Introduction

Severe maternal morbidity during pregnancy and postpartum affects approximately 50,000 women per year, a number which appears to be increasing despite the otherwise rapid advancement of medical technology [1]. The growing prevalence of maternal morbidity is likely multifactorial, related to the rising tide of maternal cardiometabolic disease, trends in maternal age and cesarean delivery, and assisted reproductive technologies [2, 3]. The utilization of critical care, including intensive care unit (ICU) admission, is becoming an increasingly important resource to care for patients who encounter severe morbidity during pregnancy.

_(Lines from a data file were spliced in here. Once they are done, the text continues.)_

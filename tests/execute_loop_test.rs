//! Fetch-decode-execute loop tests
//!
//! Covers PC advancement, unknown opcode handling, and a short program run
//! end to end.

use emu6502::{FlatMemory, MemoryBus, CPU};

#[test]
fn test_load_store_load_program() {
    let mut cpu = CPU::new(FlatMemory::new());
    // LDA #$05; STA $10; LDA $10
    cpu.memory_mut()
        .load(0x0000, &[0xA9, 0x05, 0x85, 0x10, 0xA5, 0x10]);

    cpu.step();
    assert_eq!(cpu.a(), 0x05);
    assert_eq!(cpu.pc(), 0x0002);

    cpu.step();
    assert_eq!(cpu.read_memory(0x0010), 0x05);
    assert_eq!(cpu.pc(), 0x0004);

    cpu.step();
    assert_eq!(cpu.a(), 0x05);
    assert_eq!(cpu.pc(), 0x0006);
}

#[test]
fn test_pc_advances_by_instruction_size() {
    let cases: [(&[u8], u16); 5] = [
        (&[0xEA], 1),             // NOP implied
        (&[0x0A], 1),             // ASL A
        (&[0xA9, 0x01], 2),       // LDA #
        (&[0xAD, 0x00, 0x20], 3), // LDA abs
        (&[0x6C, 0x00, 0x20], 3), // JMP (ind) reads a 16-bit pointer
    ];

    for (bytes, size) in cases.iter() {
        let mut cpu = CPU::new(FlatMemory::new());
        cpu.set_pc(0x0400);
        cpu.write_memory(0x2000, 0x00);
        cpu.write_memory(0x2001, 0x04);
        cpu.memory_mut().load(0x0400, bytes);

        cpu.step();

        let expected = if bytes[0] == 0x6C { 0x0400 } else { 0x0400 + size };
        assert_eq!(cpu.pc(), expected, "opcode 0x{:02X}", bytes[0]);
    }
}

#[test]
fn test_unknown_opcodes_run_as_one_byte_nop() {
    for opcode in [0x02u8, 0x03, 0x1A, 0x80, 0xFF] {
        let mut cpu = CPU::new(FlatMemory::new());
        cpu.set_pc(0x0300);
        cpu.set_a(0x12);
        cpu.write_memory(0x0300, opcode);
        cpu.write_memory(0x0301, 0xA9);

        cpu.step();

        assert_eq!(cpu.pc(), 0x0301, "opcode 0x{:02X}", opcode);
        assert_eq!(cpu.a(), 0x12);
        assert_eq!(cpu.sp(), 0xFF);
        assert_eq!(cpu.status(), 0x04);
    }
}

#[test]
fn test_operand_fetch_wraps_at_top_of_memory() {
    let mut cpu = CPU::new(FlatMemory::new());
    cpu.set_pc(0xFFFF);
    cpu.write_memory(0xFFFF, 0xA9); // LDA #
    cpu.write_memory(0x0000, 0x3C);

    cpu.step();

    assert_eq!(cpu.a(), 0x3C);
    assert_eq!(cpu.pc(), 0x0001);
}

#[test]
fn test_run_counts_instructions() {
    let mut cpu = CPU::new(FlatMemory::new());
    // INX x4
    cpu.memory_mut().load(0x0000, &[0xE8, 0xE8, 0xE8, 0xE8]);

    cpu.run(3);

    assert_eq!(cpu.x(), 3);
    assert_eq!(cpu.pc(), 0x0003);
}

#[test]
fn test_counting_loop() {
    let mut cpu = CPU::new(FlatMemory::new());
    // LDX #$03; loop: DEX; BNE loop; STX $20
    cpu.memory_mut()
        .load(0x0000, &[0xA2, 0x03, 0xCA, 0xD0, 0xFD, 0x86, 0x20]);
    cpu.write_memory(0x0020, 0xEE);

    // LDX, then 3 x (DEX, BNE), then STX
    cpu.run(1 + 3 * 2 + 1);

    assert_eq!(cpu.x(), 0x00);
    assert!(cpu.flag_z());
    assert_eq!(cpu.read_memory(0x0020), 0x00);
    assert_eq!(cpu.pc(), 0x0007);
}

#[test]
fn test_subroutine_program() {
    let mut cpu = CPU::new(FlatMemory::new());
    // main: JSR sub; STA $30
    cpu.memory_mut().load(0x0000, &[0x20, 0x00, 0x10, 0x85, 0x30]);
    // sub: LDA #$99; RTS
    cpu.memory_mut().load(0x1000, &[0xA9, 0x99, 0x60]);

    cpu.run(4);

    assert_eq!(cpu.read_memory(0x0030), 0x99);
    assert_eq!(cpu.pc(), 0x0005);
    assert_eq!(cpu.sp(), 0xFF);
}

Situated within the broader problem of maternal morbidity and mortality, there is a specific and very concerning phenomenon of racial and ethnic disparities in obstetrics, with non-Hispanic black and Hispanic women experiencing significantly more adverse outcomes [4, 5]. There is a growing body of research on the topic of racial disparities in obstetrics, which has identified this trend and elucidated race and ethnicity as independent predictors of adverse obstetric outcomes. Most of this literature focuses on population-level patterns as well as relationship to other sociodemographic determinants of health and specific clinical contexts in which these disparities are pronounced [6,7,8,9]. Prior research has also examined structural elements of racial and ethnic obstetric disparities, including types of hospitals and other hospital-level factors [10].

In an effort to target maternal outcome disparities, further investigation into racial and ethnic variations in the type of care interventions that obstetric patients receive is necessary. The purpose of this study, therefore, is to identify the association of maternal race and ethnicity with utilization of critical care interventions during delivery hospitalizations.

Materials and Methods

This is a retrospective cohort study designed as a secondary analysis of the Cesarean Registry, a 4-year observational cohort study of the Eunice Kennedy Shriver National Institute of Child Health and Human Development Maternal–Fetal Medicine Units. Demographic information and medical histories of the patients as well as features of the current pregnancy were obtained from the medical record by trained research staff. Full details of the parent study have previously been reported [11,12,13],

The current analysis included all women in the parent registry with a documented delivery date; there were no other exclusion criteria. The exposure of interest was maternal race and ethnicity, defined in this study as non-Hispanic white, non-Hispanic black, Hispanic, Asian, Native American, and unknown. The analysis focuses on non-Hispanic white, non-Hispanic black, and Hispanic women as the other sub-groups were comparatively small. The primary outcome was defined as a composite of critical care interventions (CCI) including postpartum intensive care unit (ICU) admission, mechanical ventilation, central intravenous access, and arterial line placement. A patient with at least one of the components was considered to have the composite outcome. Maternal mortality was evaluated as a secondary outcome.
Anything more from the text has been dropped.